A oferta cultural do Café Dias não se esgota, no entanto, no ciclo das quintas: “Queremos que, na linha da função cultural já referida, o café assuma um carácter multidisciplinar”, explica Pedro. A partir de fevereiro, haverá, nesse sentido, um ciclo de cinema documental às segundas (exclusivamente com documentários portugueses), sendo também retomado o ciclo “Poesia às terças”, cuja primeira edição aconteceu no verão de 2019. A médio/longo prazo, Pedro refere ainda a vontade de trazer a música clássica ao café aos sábados de manhã.
Inerente a todas as ideias estará, porém, o pressuposto de querer fazer as coisas de forma natural e sem pressas: “As coisas têm o seu tempo de maturação.
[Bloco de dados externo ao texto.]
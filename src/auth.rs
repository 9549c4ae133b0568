//! Caller identity handed to the attachment locator.
//!
//! The resolver itself makes no access decisions: it extracts the bearer
//! token the client presented and lets the locator authorize it before any
//! attachment bytes are opened.

use axum::extract::FromRequestParts;
use axum::http::header;
use axum::http::request::Parts;
use std::convert::Infallible;
use subtle::ConstantTimeEq;

/// Whoever issued the request, identified by an optional bearer token.
#[derive(Clone, Default, PartialEq, Eq)]
pub struct Caller {
    token: Option<String>,
}

impl Caller {
    pub fn anonymous() -> Self {
        Self::default()
    }

    pub fn with_token(token: impl Into<String>) -> Self {
        Self {
            token: Some(token.into()),
        }
    }

    /// Parse an `Authorization` header value. Anything other than a
    /// non-empty bearer token yields an anonymous caller.
    pub fn from_authorization(value: Option<&str>) -> Self {
        let token = value
            .and_then(|v| v.strip_prefix("Bearer "))
            .map(str::trim)
            .filter(|t| !t.is_empty());
        match token {
            Some(token) => Self::with_token(token),
            None => Self::anonymous(),
        }
    }

    pub fn token(&self) -> Option<&str> {
        self.token.as_deref()
    }

    /// Constant-time comparison against a configured secret.
    pub fn presents(&self, expected: &str) -> bool {
        match &self.token {
            Some(token) => token.as_bytes().ct_eq(expected.as_bytes()).into(),
            None => false,
        }
    }
}

impl std::fmt::Debug for Caller {
    fn fmt(&self, f: &mut std::fmt::Formatter<'_>) -> std::fmt::Result {
        f.debug_struct("Caller")
            .field("token", &self.token.as_ref().map(|_| "[REDACTED]"))
            .finish()
    }
}

impl<S: Send + Sync> FromRequestParts<S> for Caller {
    type Rejection = Infallible;

    async fn from_request_parts(parts: &mut Parts, _state: &S) -> Result<Self, Self::Rejection> {
        let value = parts
            .headers
            .get(header::AUTHORIZATION)
            .and_then(|v| v.to_str().ok());
        Ok(Caller::from_authorization(value))
    }
}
O café existe há 50 anos, pelo que não há necessidade de se construir uma casa rapidamente, e de fazer as coisas de maneira apressada”, explica.
Descartando a procura de apoios – tem uma visão pessoal de que o investimento deve ser feito pelo próprio café, na medida do que for possível, e não através de subsídios do erário público, Pedro assume que o retorno financeiro de iniciativas como os concertos é nulo, pelo que o investimento é feito puramente pelo interesse em promover a cultura num café de bairro, para pessoas que de outra forma não estariam em contacto com as propostas que ali são feitas. Nesse sentido, volta a frisar: “Os cafés têm uma componente e um dever social. O investimento que fazemos é feito com essa ideia em mente, em prol de uma boa vivência de espaço, e ao mesmo tempo de uma vontade de fornecer cultura às pessoas.”